I'd have to look for something that coherently synthesizes that thought, since that actually came more from me reflecting on influences than any one thing. If I were to give you a reading list, it'd be ridiculously abstract until you could synthesize the thoughts, and you more than likely wouldn't come to the same conclusions that I did.
The most direct influences, as far as I can parse them in my head and from recent readings, come from writings on violence by Walter Benjamin ("Critique of Violence," an essay which is kicking around the nets somewhere), Simon Critchley (Mostly from his reading of Benjamin in "Violent Thoughts on Slavoj Zizek," which is a Naked Punch article you can get to as long as the site isn't down.

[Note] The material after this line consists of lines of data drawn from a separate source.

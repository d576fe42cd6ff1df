//! TCP transport
//!
//! Connects to a consumer listening on a socket address and streams framed
//! messages to it. The link survives consumer restarts: on EOF or an I/O
//! error it reports [`LinkEvent::Down`] and reconnects with backoff.
//!
//! ```text
//!   connect ──► hello ──► Up ──► pump messages ──► EOF / error ──► Down
//!      ▲                                                              │
//!      └──────────────────────── backoff ◄────────────────────────────┘
//! ```

use std::io;
use std::net::SocketAddr;
use std::time::Duration;

use tokio::io::{AsyncReadExt, AsyncWriteExt};
use tokio::net::tcp::OwnedWriteHalf;
use tokio::net::TcpStream;
use tokio::runtime::Handle;
use tokio::sync::mpsc;

use crate::protocol::constants::MAX_MESSAGE_SIZE;
use crate::protocol::{write_message, Message};
use crate::API_VERSION;

use super::backoff::BackoffPolicy;
use super::{Link, LinkEvent, Transport, TransportError};

/// TCP transport configuration
#[derive(Debug, Clone)]
pub struct TcpConfig {
    /// Consumer address
    pub addr: SocketAddr,

    /// Give up on a single connect attempt after this long
    pub connect_timeout: Duration,

    /// Delay between reconnect attempts
    pub backoff: BackoffPolicy,

    /// Outbound queue depth
    pub queue_capacity: usize,

    /// Enable TCP_NODELAY (disable Nagle's algorithm)
    pub tcp_nodelay: bool,

    /// Largest message that will be written
    pub max_message_size: usize,
}

impl TcpConfig {
    /// Create a config for the given consumer address
    pub fn new(addr: SocketAddr) -> Self {
        Self {
            addr,
            connect_timeout: Duration::from_secs(2),
            backoff: BackoffPolicy::default(),
            queue_capacity: 256,
            tcp_nodelay: true, // Frames are small and latency-sensitive
            max_message_size: MAX_MESSAGE_SIZE,
        }
    }

    /// Set connect timeout
    pub fn connect_timeout(mut self, timeout: Duration) -> Self {
        self.connect_timeout = timeout;
        self
    }

    /// Set reconnect backoff
    pub fn backoff(mut self, backoff: BackoffPolicy) -> Self {
        self.backoff = backoff;
        self
    }

    /// Set outbound queue depth
    pub fn queue_capacity(mut self, capacity: usize) -> Self {
        self.queue_capacity = capacity.max(1);
        self
    }

    /// Set maximum message size
    pub fn max_message_size(mut self, size: usize) -> Self {
        self.max_message_size = size;
        self
    }
}

/// Transport that streams to a TCP consumer
pub struct TcpTransport {
    config: TcpConfig,
}

impl TcpTransport {
    /// Create a transport from a full configuration
    pub fn new(config: TcpConfig) -> Self {
        Self { config }
    }

    /// Transport with default settings for `addr`
    pub fn with_addr(addr: SocketAddr) -> Self {
        Self::new(TcpConfig::new(addr))
    }

    pub fn config(&self) -> &TcpConfig {
        &self.config
    }
}

impl Transport for TcpTransport {
    fn open(&self, interface: &str) -> Result<Link, TransportError> {
        let handle = Handle::try_current().map_err(|_| TransportError::NoRuntime)?;

        let (outbound, rx) = mpsc::channel(self.config.queue_capacity.max(1));
        let (event_tx, events) = mpsc::unbounded_channel();

        let task = handle.spawn(run_link(
            self.config.clone(),
            interface.to_string(),
            rx,
            event_tx,
        ));

        Ok(Link {
            outbound,
            events,
            task: Some(task),
        })
    }
}

/// How a connected session ended
enum SessionEnd {
    /// The producer closed the link
    Closed,
    /// The consumer went away
    Lost,
}

async fn run_link(
    config: TcpConfig,
    interface: String,
    mut outbound: mpsc::Receiver<Message>,
    events: mpsc::UnboundedSender<LinkEvent>,
) {
    let mut attempt = 0u32;

    loop {
        match connect(&config).await {
            Ok(stream) => {
                attempt = 0;
                tracing::info!(
                    interface = %interface,
                    consumer = %config.addr,
                    "Connected to consumer"
                );

                match session(stream, &config, &interface, &mut outbound, &events).await {
                    SessionEnd::Closed => break,
                    SessionEnd::Lost => {
                        if events.send(LinkEvent::Down).is_err() {
                            break;
                        }
                    }
                }
            }
            Err(e) => {
                tracing::debug!(
                    interface = %interface,
                    consumer = %config.addr,
                    attempt = attempt,
                    error = %e,
                    "Connect failed"
                );
            }
        }

        let delay = config.backoff.next(attempt);
        attempt = attempt.saturating_add(1);
        if !idle(&mut outbound, delay).await {
            break;
        }
    }

    tracing::debug!(interface = %interface, "TCP link closed");
}

async fn connect(config: &TcpConfig) -> io::Result<TcpStream> {
    let stream = tokio::time::timeout(config.connect_timeout, TcpStream::connect(config.addr))
        .await
        .map_err(|_| io::Error::new(io::ErrorKind::TimedOut, "connect timed out"))??;

    if config.tcp_nodelay {
        stream.set_nodelay(true)?;
    }
    Ok(stream)
}

/// Wait out a reconnect delay, discarding anything queued meanwhile
///
/// Returns false once the producer has closed the link.
async fn idle(outbound: &mut mpsc::Receiver<Message>, delay: Duration) -> bool {
    let sleep = tokio::time::sleep(delay);
    tokio::pin!(sleep);

    loop {
        tokio::select! {
            _ = &mut sleep => return true,
            msg = outbound.recv() => {
                if msg.is_none() {
                    return false;
                }
            }
        }
    }
}

async fn session(
    stream: TcpStream,
    config: &TcpConfig,
    interface: &str,
    outbound: &mut mpsc::Receiver<Message>,
    events: &mpsc::UnboundedSender<LinkEvent>,
) -> SessionEnd {
    let (mut reader, mut writer) = stream.into_split();

    let hello = Message::Hello {
        interface: interface.to_string(),
        version: API_VERSION,
    };
    if let Err(e) = write_message(&mut writer, &hello, config.max_message_size).await {
        tracing::debug!(interface = %interface, error = %e, "Hello failed");
        return SessionEnd::Lost;
    }

    if events.send(LinkEvent::Up).is_err() {
        return close(&mut writer, config, interface).await;
    }

    let mut scratch = [0u8; 512];
    loop {
        tokio::select! {
            msg = outbound.recv() => {
                let Some(msg) = msg else {
                    return close(&mut writer, config, interface).await;
                };

                match write_message(&mut writer, &msg, config.max_message_size).await {
                    Ok(()) => {}
                    Err(e) if e.kind() == io::ErrorKind::InvalidData => {
                        tracing::warn!(
                            interface = %interface,
                            subject = msg.subject_name(),
                            error = %e,
                            "Message dropped"
                        );
                    }
                    Err(e) => {
                        tracing::info!(interface = %interface, error = %e, "Consumer lost");
                        return SessionEnd::Lost;
                    }
                }
            }
            read = reader.read(&mut scratch) => {
                match read {
                    Ok(0) => {
                        tracing::info!(interface = %interface, "Consumer closed connection");
                        return SessionEnd::Lost;
                    }
                    // Consumers have nothing to say yet; ignore
                    Ok(_) => {}
                    Err(e) => {
                        tracing::info!(interface = %interface, error = %e, "Consumer lost");
                        return SessionEnd::Lost;
                    }
                }
            }
        }
    }
}

async fn close(writer: &mut OwnedWriteHalf, config: &TcpConfig, interface: &str) -> SessionEnd {
    let goodbye = Message::Goodbye {
        interface: interface.to_string(),
    };
    let _ = write_message(writer, &goodbye, config.max_message_size).await;
    let _ = writer.shutdown().await;
    SessionEnd::Closed
}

The Ethics of Deconstruction is also on my table to be reread) and Frantz Fanon's thoughts on violence and its relation to colonialism and the mind of the colonized (
The Wretched of the Earth, obviously).
Other stuff...
-Edward Said directly, even though I haven't read him in a while (
Orientalism, pretty much)
-Gayatri Spivak's stuff on the subaltern's place in the struggle between hegemon and colonized ("Can the Subaltern Speak," which is admittedly more of a feminist text than anything, and also something that I would in NO WAY recommend for general interest)

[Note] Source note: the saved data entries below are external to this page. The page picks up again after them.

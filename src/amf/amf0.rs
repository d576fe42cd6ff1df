//! AMF0 encoder and decoder
//!
//! Only the subset of AMF0 used by the Live Link wire protocol is supported.
//!
//! Type Markers:
//! ```text
//! 0x00 - Number (IEEE 754 double)
//! 0x01 - Boolean
//! 0x02 - String (UTF-8, 16-bit length prefix)
//! 0x03 - Object (key-value pairs until 0x000009)
//! 0x05 - Null
//! 0x09 - Object End (0x000009 sequence)
//! 0x0A - Strict Array (dense array)
//! 0x0C - Long String (UTF-8, 32-bit length prefix)
//! ```

use bytes::{Buf, BufMut, Bytes, BytesMut};
use std::collections::BTreeMap;

use super::value::AmfValue;
use crate::error::AmfError;

// AMF0 type markers
const MARKER_NUMBER: u8 = 0x00;
const MARKER_BOOLEAN: u8 = 0x01;
const MARKER_STRING: u8 = 0x02;
const MARKER_OBJECT: u8 = 0x03;
const MARKER_NULL: u8 = 0x05;
const MARKER_OBJECT_END: u8 = 0x09;
const MARKER_STRICT_ARRAY: u8 = 0x0A;
const MARKER_LONG_STRING: u8 = 0x0C;

/// Maximum nesting depth for objects/arrays (prevent stack overflow)
const MAX_NESTING_DEPTH: usize = 64;

/// Longest object key that fits the 16-bit length prefix
pub const MAX_KEY_LEN: usize = 0xFFFF;

/// AMF0 decoder
pub struct Amf0Decoder {
    depth: usize,
}

impl Amf0Decoder {
    /// Create a new decoder
    pub fn new() -> Self {
        Self { depth: 0 }
    }

    /// Decode a single AMF0 value from the buffer
    pub fn decode(&mut self, buf: &mut Bytes) -> Result<AmfValue, AmfError> {
        if buf.is_empty() {
            return Err(AmfError::UnexpectedEof);
        }

        self.depth += 1;
        if self.depth > MAX_NESTING_DEPTH {
            self.depth -= 1;
            return Err(AmfError::NestingTooDeep);
        }

        let marker = buf.get_u8();
        let result = self.decode_value(marker, buf);
        self.depth -= 1;
        result
    }

    /// Decode all values from buffer until exhausted
    pub fn decode_all(&mut self, buf: &mut Bytes) -> Result<Vec<AmfValue>, AmfError> {
        let mut values = Vec::new();
        while buf.has_remaining() {
            values.push(self.decode(buf)?);
        }
        Ok(values)
    }

    fn decode_value(&mut self, marker: u8, buf: &mut Bytes) -> Result<AmfValue, AmfError> {
        match marker {
            MARKER_NUMBER => {
                if buf.remaining() < 8 {
                    return Err(AmfError::UnexpectedEof);
                }
                Ok(AmfValue::Number(buf.get_f64()))
            }
            MARKER_BOOLEAN => {
                if buf.is_empty() {
                    return Err(AmfError::UnexpectedEof);
                }
                Ok(AmfValue::Boolean(buf.get_u8() != 0))
            }
            MARKER_STRING => Ok(AmfValue::String(self.read_utf8(buf)?)),
            MARKER_LONG_STRING => Ok(AmfValue::String(self.read_utf8_long(buf)?)),
            MARKER_OBJECT => self.decode_object(buf),
            MARKER_NULL => Ok(AmfValue::Null),
            MARKER_STRICT_ARRAY => self.decode_strict_array(buf),
            _ => Err(AmfError::UnknownMarker(marker)),
        }
    }

    fn decode_object(&mut self, buf: &mut Bytes) -> Result<AmfValue, AmfError> {
        let mut properties = BTreeMap::new();

        loop {
            let key = self.read_utf8(buf)?;

            if key.is_empty() {
                if buf.is_empty() {
                    return Err(AmfError::UnexpectedEof);
                }
                if buf.get_u8() != MARKER_OBJECT_END {
                    return Err(AmfError::InvalidObjectEnd);
                }
                break;
            }

            let value = self.decode(buf)?;
            properties.insert(key, value);
        }

        Ok(AmfValue::Object(properties))
    }

    fn decode_strict_array(&mut self, buf: &mut Bytes) -> Result<AmfValue, AmfError> {
        if buf.remaining() < 4 {
            return Err(AmfError::UnexpectedEof);
        }

        let count = buf.get_u32() as usize;
        let mut elements = Vec::with_capacity(count.min(1024)); // Cap initial allocation
        for _ in 0..count {
            elements.push(self.decode(buf)?);
        }

        Ok(AmfValue::Array(elements))
    }

    /// Read UTF-8 string with 16-bit length prefix
    fn read_utf8(&mut self, buf: &mut Bytes) -> Result<String, AmfError> {
        if buf.remaining() < 2 {
            return Err(AmfError::UnexpectedEof);
        }

        let len = buf.get_u16() as usize;
        self.read_utf8_bytes(buf, len)
    }

    /// Read UTF-8 string with 32-bit length prefix
    fn read_utf8_long(&mut self, buf: &mut Bytes) -> Result<String, AmfError> {
        if buf.remaining() < 4 {
            return Err(AmfError::UnexpectedEof);
        }

        let len = buf.get_u32() as usize;
        self.read_utf8_bytes(buf, len)
    }

    fn read_utf8_bytes(&mut self, buf: &mut Bytes, len: usize) -> Result<String, AmfError> {
        if buf.remaining() < len {
            return Err(AmfError::UnexpectedEof);
        }

        let bytes = buf.copy_to_bytes(len);
        String::from_utf8(bytes.to_vec()).map_err(|_| AmfError::InvalidUtf8)
    }
}

impl Default for Amf0Decoder {
    fn default() -> Self {
        Self::new()
    }
}

/// AMF0 encoder
pub struct Amf0Encoder {
    buf: BytesMut,
}

impl Amf0Encoder {
    /// Create a new encoder
    pub fn new() -> Self {
        Self::with_capacity(256)
    }

    /// Create encoder with specific capacity
    pub fn with_capacity(capacity: usize) -> Self {
        Self {
            buf: BytesMut::with_capacity(capacity),
        }
    }

    /// Get the encoded bytes and reset encoder
    pub fn finish(&mut self) -> Bytes {
        self.buf.split().freeze()
    }

    /// Get current encoded length
    pub fn len(&self) -> usize {
        self.buf.len()
    }

    /// Check if encoder is empty
    pub fn is_empty(&self) -> bool {
        self.buf.is_empty()
    }

    /// Encode a single AMF0 value
    pub fn encode(&mut self, value: &AmfValue) {
        match value {
            AmfValue::Null => {
                self.buf.put_u8(MARKER_NULL);
            }
            AmfValue::Boolean(b) => {
                self.buf.put_u8(MARKER_BOOLEAN);
                self.buf.put_u8(u8::from(*b));
            }
            AmfValue::Number(n) => {
                self.buf.put_u8(MARKER_NUMBER);
                self.buf.put_f64(*n);
            }
            AmfValue::String(s) => {
                if s.len() > 0xFFFF {
                    self.buf.put_u8(MARKER_LONG_STRING);
                    self.buf.put_u32(s.len() as u32);
                } else {
                    self.buf.put_u8(MARKER_STRING);
                    self.buf.put_u16(s.len() as u16);
                }
                self.buf.put_slice(s.as_bytes());
            }
            AmfValue::Object(props) => {
                self.buf.put_u8(MARKER_OBJECT);
                // An empty key would read back as the end marker
                for (key, val) in props.iter().filter(|(key, _)| !key.is_empty()) {
                    self.write_utf8(key);
                    self.encode(val);
                }
                // Object end marker
                self.buf.put_u16(0);
                self.buf.put_u8(MARKER_OBJECT_END);
            }
            AmfValue::Array(elements) => {
                self.buf.put_u8(MARKER_STRICT_ARRAY);
                self.buf.put_u32(elements.len() as u32);
                for elem in elements {
                    self.encode(elem);
                }
            }
        }
    }

    /// Encode multiple values
    pub fn encode_all(&mut self, values: &[AmfValue]) {
        for value in values {
            self.encode(value);
        }
    }

    /// Write UTF-8 string with 16-bit length prefix (no type marker)
    ///
    /// Keys longer than 64 KiB are cut at the last char boundary that fits.
    fn write_utf8(&mut self, s: &str) {
        let mut len = s.len().min(MAX_KEY_LEN);
        while !s.is_char_boundary(len) {
            len -= 1;
        }
        self.buf.put_u16(len as u16);
        self.buf.put_slice(&s.as_bytes()[..len]);
    }
}

impl Default for Amf0Encoder {
    fn default() -> Self {
        Self::new()
    }
}

/// Convenience function to encode multiple values
pub fn encode_all(values: &[AmfValue]) -> Bytes {
    let mut encoder = Amf0Encoder::new();
    encoder.encode_all(values);
    encoder.finish()
}

/// Convenience function to decode all values
pub fn decode_all(data: &[u8]) -> Result<Vec<AmfValue>, AmfError> {
    let mut decoder = Amf0Decoder::new();
    let mut buf = Bytes::copy_from_slice(data);
    decoder.decode_all(&mut buf)
}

-Traces of the work of Jacques Derrida and Emmanuel Levinas on the Other (Stuff like Critchley's book, as well as Derrida's essay "Violence and Metaphysics," which is only recommendable if you're willing to slog through theories on Judaism's place in Western cultural development...there's a LOT more here...)
-Pierre Klossowski's work on Sade's thought (
Sade, My Neighbor, maybe more specifically his essay "Sade and the Revolution". Some background in Sade is needed, and good luck finding it...it was a bytch for me)
-Giambattista Vico's writings on the philosophy of history and the beginnings of human culture is something I've been getting into, but haven't read enough to give a full recommendation to (
New Science, if you're interested)
-Giorgio Agamben's work on Homo Sacer and the State of Exception (Books are of the same name, only recently getting into them)
...That's all that I've been thinking about. Nothing ultra concrete, more just me reverse engineering thoughts into that little nugget I wrote. If you want to start with something, I'd say start with the stuff on violence (the essays aren't that long), Said's
Orientalism (Longish, but probably the easiest of the books) and Agamben's stuff (the most immediately relevant of the rest).
...That wasn't helpful, was it?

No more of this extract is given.